Depressão não é falta de Deus!

Rodolfo Capler

 

Infelizmente, muitos associam depressão com a ausência de Deus. Ouvi isso na época em que travei uma batalha contra a doença. A suspeita de que alguma coisa não andava muito bem com a minha espiritualidade ou de que eu me afastara de Deus, pairava na mente de muita gente que me era próxima. “Como pode um clérigo estar com depressão?”, “Pra que serve a sua fé?”.
Esses questionamentos são frequentes – não só em ambientes religiosos – pois suas raízes se encontram no passado. Na Idade Média, a melancolia era enxergada como um pecado capital. Segundo o historiador Georges Minois, em sua “História do Suicídio”, no período medieval era corrente a ideia de que os melancólicos (muitos depressivos), eram dominados por um demônio que os atormentava, tirando-lhes suas forças psicomotoras e deixando-os a revolverem-se na cama até o meio-dia. Os sintomas depressivos, portanto, eram relacionados à ação direta do demônio.
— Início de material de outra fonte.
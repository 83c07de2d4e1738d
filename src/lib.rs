//! Protein family classification against a two-level word index ("ecurve").
//!
//! A word is `P + S` amino acids (6 + 12 by default), split into a dense
//! prefix table and per-prefix sorted suffix runs. Queries are classified by
//! scoring the index entries ordinally adjacent to each of their words.
//!
//! - [`encode`]: alphabet, word geometry, word codec and rolling iteration.
//! - [`WordIndex`]: lookup structure, owned or memory-mapped.
//! - [`io`]: binary, plain text and mmap image persistence (optionally gzip).
//! - [`build_index`] / [`IndexBuilder`]: construction from labelled sequences.
//! - [`Classifier`]: per-query scoring, batch classification on rayon.
//! - [`ThresholdMatrix`]: calibration cutoffs used as classification filters.
//!
//! See README for the on-disk formats.

mod builder;
pub mod classify;
pub mod encode;
mod error;
mod index;
pub mod io;
pub mod pack;
pub mod thresh;
pub mod tree;

pub use builder::{BuildConfig, Direction, IndexBuilder, build_index};
pub use classify::{Classifier, DistanceMatrix, Mode, Prediction, classify, classify_all};
pub use encode::{Alphabet, Geometry, Word, WordCodec};
pub use error::{Error, Result};
pub use index::{
    FAMILY_INVALID, FAMILY_MAX, Family, Nearest, Neighbors, PrefixEntry, RunState, WordIndex,
};
pub use io::{Compression, Format, StorageOptions, load, load_file, store, store_file};
pub use thresh::ThresholdMatrix;
pub use tree::WordTree;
Esse estigma teológico do ser depressivo, gerou uma visão distorcida não só acerca da doença, mas a respeito do portador da doença. Por essa razão, é muito comum pessoas que sofrem de transtorno depressivo serem julgadas por pessoas religiosas (implícita ou explicitamente), como carentes da presença de Deus ou sob a influência satânica. “Isso é falta de Deus”, me disse uma senhora, certa vez, quando me viu comprando anti-depressivos numa farmácia. Essa distorção teológica – que nos foi legada no período medieval -, serve apenas para estigmatizar pessoas doentes e para afastá-las da ajuda de que necessitam.
Além de medieval, essa compreensão é desonesta e amparada na inverdade, pois muitos dos maiores homens e mulheres de fé que o mundo já viu, tiveram uma impiedosa luta contra a depressão. A história do Cristianismo está cheia de santos depressivos que realizaram coisas maravilhosas a despeito da doença que enfrentavam.
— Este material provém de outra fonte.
use ecurve::*;

fn small() -> WordCodec {
    WordCodec::with_geometry(Geometry::new(2, 3).unwrap())
}

fn w(c: &WordCodec, s: &str) -> Word {
    c.encode(s.as_bytes()).unwrap()
}

fn index_of(c: &WordCodec, words: &[(&str, Family)]) -> WordIndex {
    let entries: Vec<(Word, Family)> = words.iter().map(|&(s, f)| (w(c, s), f)).collect();
    WordIndex::from_sorted(c.clone(), entries).unwrap()
}

#[test]
fn test_runs_and_exact_lookup() {
    let c = small();
    // Prefix 0 ("AA") and prefix 5 ("AQ").
    let idx = index_of(&c, &[("AAAAA", 1), ("AAAAR", 2), ("AQAAA", 3)]);
    idx.verify().unwrap();
    assert_eq!(idx.len(), 3);
    assert_eq!(idx.run(0), RunState::Occupied { offset: 0, count: 2 });
    assert_eq!(idx.run(3), RunState::Empty { fallback: 2 });
    assert_eq!(idx.run(5), RunState::Occupied { offset: 2, count: 1 });
    assert_eq!(idx.run(6), RunState::BeyondData);
    assert_eq!(idx.run(400), RunState::BeyondData);

    assert_eq!(idx.lookup_exact(w(&c, "AAAAR")), Some(2));
    assert_eq!(idx.lookup_exact(w(&c, "AQAAA")), Some(3));
    assert_eq!(idx.lookup_exact(w(&c, "AQAAR")), None);
    assert_eq!(idx.lookup_exact(w(&c, "ADAAA")), None);
}

#[test]
fn test_empty_prefix_resolves_to_preceding_run() {
    let c = small();
    let idx = index_of(&c, &[("AAAAA", 1), ("AAAAR", 2), ("AQAAA", 3)]);
    let q = w(&c, "ADAAA"); // prefix 3

    let nb = idx.neighbors(q).unwrap();
    assert_eq!(
        nb,
        Neighbors {
            lower: 1,
            upper: 2,
            exact: false
        }
    );
    assert_eq!(nb.indices().collect::<Vec<_>>(), vec![1, 2]);

    let hit = idx.lookup_nearest(q).unwrap();
    assert_eq!(hit.index, 1);
    assert_eq!(idx.family_at(hit.index), Some(2));
    assert_eq!(hit.distance, (3u128 << 64) - 1);
}

#[test]
fn test_empty_prefix_without_preceding_run() {
    let c = small();
    let idx = index_of(&c, &[("AQAAA", 3), ("AQAAR", 4)]);
    let q = w(&c, "AAAAA");
    assert_eq!(idx.run(0), RunState::Empty { fallback: 0 });
    let nb = idx.neighbors(q).unwrap();
    assert_eq!((nb.lower, nb.upper), (0, 0));
    assert_eq!(idx.lookup_nearest(q).unwrap().index, 0);
}

#[test]
fn test_beyond_data_resolves_to_last_entry() {
    let c = small();
    let idx = index_of(&c, &[("AAAAA", 1), ("AQAAA", 3), ("AQAAR", 4)]);
    let q = w(&c, "WWAAA");
    let nb = idx.neighbors(q).unwrap();
    assert_eq!((nb.lower, nb.upper), (2, 2));
    assert_eq!(idx.lookup_nearest(q).unwrap().index, 2);
}

#[test]
fn test_nearest_inside_run_prefers_closer_then_lower() {
    let c = small();
    // Suffixes 0 ("AAA"), 2 ("AAN") and 4 ("AAC").
    let idx = index_of(&c, &[("AAAAA", 1), ("AAAAN", 2), ("AAAAC", 3)]);

    // Tie between 0 and 2.
    let n = idx.lookup_nearest(w(&c, "AAAAR")).unwrap();
    assert_eq!((n.index, n.distance), (0, 1));
    // 3 ("AAD") is one away from both 2 and 4.
    let n = idx.lookup_nearest(w(&c, "AAAAD")).unwrap();
    assert_eq!((n.index, n.distance), (1, 1));
    let n = idx.lookup_nearest(w(&c, "AAAAN")).unwrap();
    assert_eq!((n.index, n.distance), (1, 0));
    assert!(idx.neighbors(w(&c, "AAAAN")).unwrap().exact);
}

#[test]
fn test_miss_at_run_end_reaches_next_run() {
    let c = small();
    let idx = index_of(&c, &[("AAAAA", 1), ("ARAAA", 2)]);
    let nb = idx.neighbors(w(&c, "AAAAR")).unwrap();
    assert_eq!((nb.lower, nb.upper), (0, 1));
    assert_eq!(idx.lookup_nearest(w(&c, "AAAAR")).unwrap().index, 0);
}

#[test]
fn test_sparse_index_answers_every_prefix() {
    let c = WordCodec::with_geometry(Geometry::new(3, 2).unwrap());
    let prefixes: Vec<u32> = (37..8000).step_by(150).collect();
    let mut entries = Vec::new();
    for (k, &p) in prefixes.iter().enumerate() {
        entries.push((Word::new(p, 0), (k % 100) as Family));
        entries.push((Word::new(p, 5), (k % 100) as Family));
    }
    let idx = WordIndex::from_sorted(c.clone(), entries.clone()).unwrap();
    idx.verify().unwrap();
    assert!(prefixes.len() * 100 < 8000);

    for q in 0..c.geometry().prefix_count() {
        let hit = idx.lookup_nearest(Word::new(q, 0)).unwrap();
        match prefixes.binary_search(&q) {
            Ok(k) => {
                assert_eq!(hit.index, 2 * k);
                assert_eq!(hit.distance, 0);
            }
            Err(0) => {
                assert_eq!(hit.index, 0);
                assert_eq!(idx.run(q), RunState::Empty { fallback: 0 });
            }
            Err(k) => {
                assert_eq!(hit.index, 2 * (k - 1) + 1, "prefix {q}");
                if k == prefixes.len() {
                    assert_eq!(idx.run(q), RunState::BeyondData);
                } else {
                    assert_eq!(idx.run(q), RunState::Empty { fallback: 2 * k });
                }
            }
        }
    }

    for (i, &(word, family)) in entries.iter().enumerate() {
        assert_eq!(idx.word_at(i), Some(word));
        assert_eq!(idx.family_at(i), Some(family));
    }
    assert_eq!(idx.word_at(entries.len()), None);
}

#[test]
fn test_from_sorted_rejects_bad_input() {
    let c = small();
    let a = w(&c, "AAAAR");
    let b = w(&c, "AAAAA");
    assert!(matches!(
        WordIndex::from_sorted(c.clone(), vec![(a, 1), (b, 1)]),
        Err(Error::Unsorted)
    ));
    assert!(matches!(
        WordIndex::from_sorted(c.clone(), vec![(a, 1), (a, 2)]),
        Err(Error::Unsorted)
    ));
    assert!(matches!(
        WordIndex::from_sorted(c.clone(), vec![(a, FAMILY_INVALID)]),
        Err(Error::InvalidFamily(FAMILY_INVALID))
    ));
    assert!(matches!(
        WordIndex::from_sorted(c.clone(), vec![(Word::new(400, 0), 1)]),
        Err(Error::InvalidWord { prefix: 400, .. })
    ));
    assert!(WordIndex::from_sorted(c, vec![(a, FAMILY_MAX)]).is_ok());
}

#[test]
fn test_empty_index() {
    let c = small();
    let idx = WordIndex::empty(c.clone());
    idx.verify().unwrap();
    assert!(idx.is_empty());
    assert!(!idx.is_mapped());
    assert_eq!(idx.prefix_table().len(), 400);
    assert_eq!(idx.run(0), RunState::BeyondData);
    let q = w(&c, "AAAAA");
    assert_eq!(idx.neighbors(q), None);
    assert_eq!(idx.lookup_nearest(q), None);
    assert_eq!(idx.lookup_exact(q), None);
    assert_eq!(idx, WordIndex::from_sorted(c, Vec::new()).unwrap());
}

#[test]
fn test_prefix_outside_table_has_no_neighbours() {
    let c = small();
    let idx = index_of(&c, &[("AAAAA", 1)]);
    assert_eq!(idx.neighbors(Word::new(400, 0)), None);
}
Santa Flora de Beaulieu, Joana Francisca de Chantal, Elizabeth Ann Seton, São Franscisco de Sales, Santa Terezinha do Menino Jesus, Martinho Lutero, David Brainerd, John Bunyan, Willian Cowper e muitos outros, são exemplos de pessoas piedosas, que embora enfrentassem a depressão, expressaram uma fé inabalável em Deus e deixaram muitos frutos de amor no mundo.
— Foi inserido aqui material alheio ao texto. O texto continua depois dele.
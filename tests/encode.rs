use ecurve::encode::*;
use ecurve::Error;

fn codec(p: usize, s: usize) -> WordCodec {
    WordCodec::with_geometry(Geometry::new(p, s).unwrap())
}

#[test]
fn test_standard_word_round_trip() {
    let c = WordCodec::default();
    assert_eq!(c.geometry(), Geometry::STANDARD);
    let seq = b"ARNDCQEGHILKMFPSTW";
    let word = c.encode(seq).unwrap();
    assert_eq!(c.decode(word).unwrap(), seq.to_vec());
}

#[test]
fn test_prefix_is_base20_and_suffix_is_5bit_packed() {
    let c = WordCodec::default();
    assert_eq!(c.encode(b"AAAAAAAAAAAAAAAAAA").unwrap(), Word::new(0, 0));
    // R is amino acid 1, N is 2.
    let w = c.encode(b"AAAARNAAAAAAAAAANR").unwrap();
    assert_eq!(w.prefix, 20 + 2);
    assert_eq!(w.suffix, (2 << 5) | 1);
    assert_eq!(w.suffix_amino(10, c.geometry()), 2);
    assert_eq!(w.suffix_amino(11, c.geometry()), 1);
}

#[test]
#[cfg(debug_assertions)]
#[should_panic(expected = "out of range")]
fn test_suffix_amino_past_suffix_length_panics_in_debug() {
    let c = codec(2, 3);
    let w = c.encode(b"ARNDC").unwrap();
    assert_eq!(w.suffix_amino(2, c.geometry()), 4);
    w.suffix_amino(3, c.geometry());
}

#[test]
fn test_lowercase_input_encodes_like_uppercase() {
    let c = codec(2, 3);
    assert_eq!(c.encode(b"arndc").unwrap(), c.encode(b"ARNDC").unwrap());
}

#[test]
fn test_encode_rejects_foreign_symbols_and_lengths() {
    let c = WordCodec::default();
    match c.encode(b"AAAAAXAAAAAAAAAAAA") {
        Err(Error::InvalidSymbol { symbol, position }) => {
            assert_eq!(symbol, 'X');
            assert_eq!(position, 5);
        }
        other => panic!("unexpected {other:?}"),
    }
    assert!(matches!(
        c.encode(b"AAAA"),
        Err(Error::WordLength {
            expected: 18,
            got: 4
        })
    ));
    assert!(matches!(
        c.encode_suffix(b"AAAAAAAAAAAB"),
        Err(Error::InvalidSymbol { position: 11, .. })
    ));
}

#[test]
fn test_decode_rejects_out_of_range_words() {
    let c = codec(2, 3);
    assert!(matches!(
        c.decode(Word::new(400, 0)),
        Err(Error::InvalidWord { prefix: 400, .. })
    ));
    // Field value 31 is not an amino acid.
    assert!(c.decode(Word::new(0, 31)).is_err());
    // Bits above 5 * S.
    assert!(c.decode(Word::new(0, 1 << 15)).is_err());
    assert!(c.check(Word::new(399, (19 << 10) | (19 << 5) | 19)).is_ok());
}

#[test]
fn test_alphabet_validation() {
    let a = Alphabet::new("arndcqeghilkmfpstwyv").unwrap();
    assert_eq!(a.as_str(), DEFAULT_ALPHABET);
    assert_eq!(a.to_amino(b'v'), Some(19));
    assert_eq!(a.to_symbol(0), Some(b'A'));
    assert_eq!(a.to_symbol(20), None);
    assert!(matches!(Alphabet::new("ARND"), Err(Error::Alphabet(_))));
    assert!(matches!(
        Alphabet::new("AANDCQEGHILKMFPSTWYV"),
        Err(Error::Alphabet(_))
    ));
    assert!(matches!(
        Alphabet::new("ARNDCQEGHILKMFPSTWY1"),
        Err(Error::Alphabet(_))
    ));
}

#[test]
fn test_custom_alphabet_changes_codes() {
    let a = Alphabet::new("VYWTSPFMKLIHGEQCDNRA").unwrap();
    let c = WordCodec::new(a, Geometry::new(1, 1).unwrap());
    assert_eq!(c.encode(b"VA").unwrap(), Word::new(0, 19));
    assert_eq!(c.decode(Word::new(19, 0)).unwrap(), b"AV".to_vec());
}

#[test]
fn test_geometry_bounds() {
    assert!(Geometry::new(0, 2).is_err());
    assert!(Geometry::new(8, 2).is_err());
    assert!(Geometry::new(1, 0).is_err());
    assert!(Geometry::new(1, 13).is_err());
    let g = Geometry::new(7, 12).unwrap();
    assert_eq!(g.prefix_count(), 1_280_000_000);
    assert_eq!(g.word_len(), 19);
    assert_eq!(Geometry::STANDARD.prefix_count(), 64_000_000);
}

#[test]
fn test_words_yield_forward_and_reverse() {
    let c = codec(1, 2);
    let got: Vec<_> = c.words(b"ARND").collect();
    assert_eq!(
        got,
        vec![
            (0, c.encode(b"ARN").unwrap(), c.encode(b"NRA").unwrap()),
            (1, c.encode(b"RND").unwrap(), c.encode(b"DNR").unwrap()),
        ]
    );
}

#[test]
fn test_words_reset_on_foreign_symbol() {
    let c = codec(1, 2);
    let got: Vec<_> = c.words(b"ARXNDC").collect();
    assert_eq!(
        got,
        vec![(3, c.encode(b"NDC").unwrap(), c.encode(b"CDN").unwrap())]
    );
    assert_eq!(c.words(b"AR").count(), 0);
}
A depressão não é falta de Deus; é uma doença neuronal caracterizada pela alteração de neurotransmissores no cérebro. Pessoas religiosas e não religiosas sofrem de depressão. Não há relação de causalidade entre a doença e a debilidade espiritual. Isto posto, é um desafio premente em nossa sociedade, quebrar o paradigma teológico do indivíduo depressivo como um ser alienado de Deus.